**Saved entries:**

■ ■ ■

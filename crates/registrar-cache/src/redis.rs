//! Redis-backed [`TokenStore`].

use async_trait::async_trait;
use redis::{AsyncCommands, Client, aio::ConnectionManager};
use std::time::Duration;
use tracing::{debug, error, instrument};

use crate::store::{CacheError, TokenStore};

/// Redis client with a reconnecting connection manager.
#[derive(Clone)]
pub struct RedisCache {
    conn: ConnectionManager,
}

impl std::fmt::Debug for RedisCache {
    fn fmt(&self, f: &mut std::fmt::Formatter<'_>) -> std::fmt::Result {
        f.debug_struct("RedisCache").finish_non_exhaustive()
    }
}

impl RedisCache {
    /// Connects to Redis.
    ///
    /// # Errors
    ///
    /// Returns `CacheError::Connection` if the URL is invalid or the server
    /// cannot be reached.
    pub async fn new(redis_url: &str) -> Result<Self, CacheError> {
        let client = Client::open(redis_url)?;
        let conn = ConnectionManager::new(client).await?;

        Ok(Self { conn })
    }
}

#[async_trait]
impl TokenStore for RedisCache {
    #[instrument(skip(self, value), fields(cache.operation = "SETEX"))]
    async fn set_with_expiry(
        &self,
        key: &str,
        value: &str,
        ttl: Duration,
    ) -> Result<(), CacheError> {
        let mut conn = self.conn.clone();

        conn.set_ex::<_, _, ()>(key, value, ttl.as_secs().max(1))
            .await
            .inspect_err(|e| error!(cache.key = %key, error = %e, "Redis SETEX error"))?;

        debug!(cache.key = %key, cache.ttl_secs = %ttl.as_secs(), "Cache set");

        Ok(())
    }

    #[instrument(skip(self), fields(cache.operation = "GET"))]
    async fn get(&self, key: &str) -> Result<Option<String>, CacheError> {
        let mut conn = self.conn.clone();

        let value = conn
            .get::<_, Option<String>>(key)
            .await
            .inspect_err(|e| error!(cache.key = %key, error = %e, "Redis GET error"))?;

        match &value {
            Some(_) => debug!(cache.key = %key, "Cache hit"),
            None => debug!(cache.key = %key, "Cache miss"),
        }

        Ok(value)
    }

    #[instrument(skip(self), fields(cache.operation = "DEL"))]
    async fn delete(&self, key: &str) -> Result<(), CacheError> {
        let mut conn = self.conn.clone();

        conn.del::<_, ()>(key).await?;

        debug!(cache.key = %key, "Cache key deleted");

        Ok(())
    }
}
//! # Registrar CLI
//!
//! Administrative helpers behind the `registrar-cli` binary: creating admin
//! accounts and seeding a demo catalog for local development.
//!
//! ```ignore
//! use registrar_cli::seeder::{seed_catalog, SeedConfig};
//!
//! let summary = seed_catalog(&pool, SeedConfig::new(20)).await?;
//! ```

pub mod admin;
pub mod seeder;

pub type CliResult<T> = Result<T, Box<dyn std::error::Error>>;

■ ■ ■

Nothing but the lines from the start of the data through the line holding "fn fmt(&self, f: &mut" should be restated, and each one exactly.

**Response to the exercise:**
filename crates/registrar-cache/src/redis.rs
//! Redis-backed [`TokenStore`].

use async_trait::async_trait;
use redis::{AsyncCommands, Client, aio::ConnectionManager};
use std::time::Duration;
use tracing::{debug, error, instrument};

use crate::store::{CacheError, TokenStore};

/// Redis client with a reconnecting connection manager.
#[derive(Clone)]
pub struct RedisCache {
    conn: ConnectionManager,
}

impl std::fmt::Debug for RedisCache {
    fn fmt(&self, f: &mut std::fmt::Formatter<'_>) -> std::fmt::Result {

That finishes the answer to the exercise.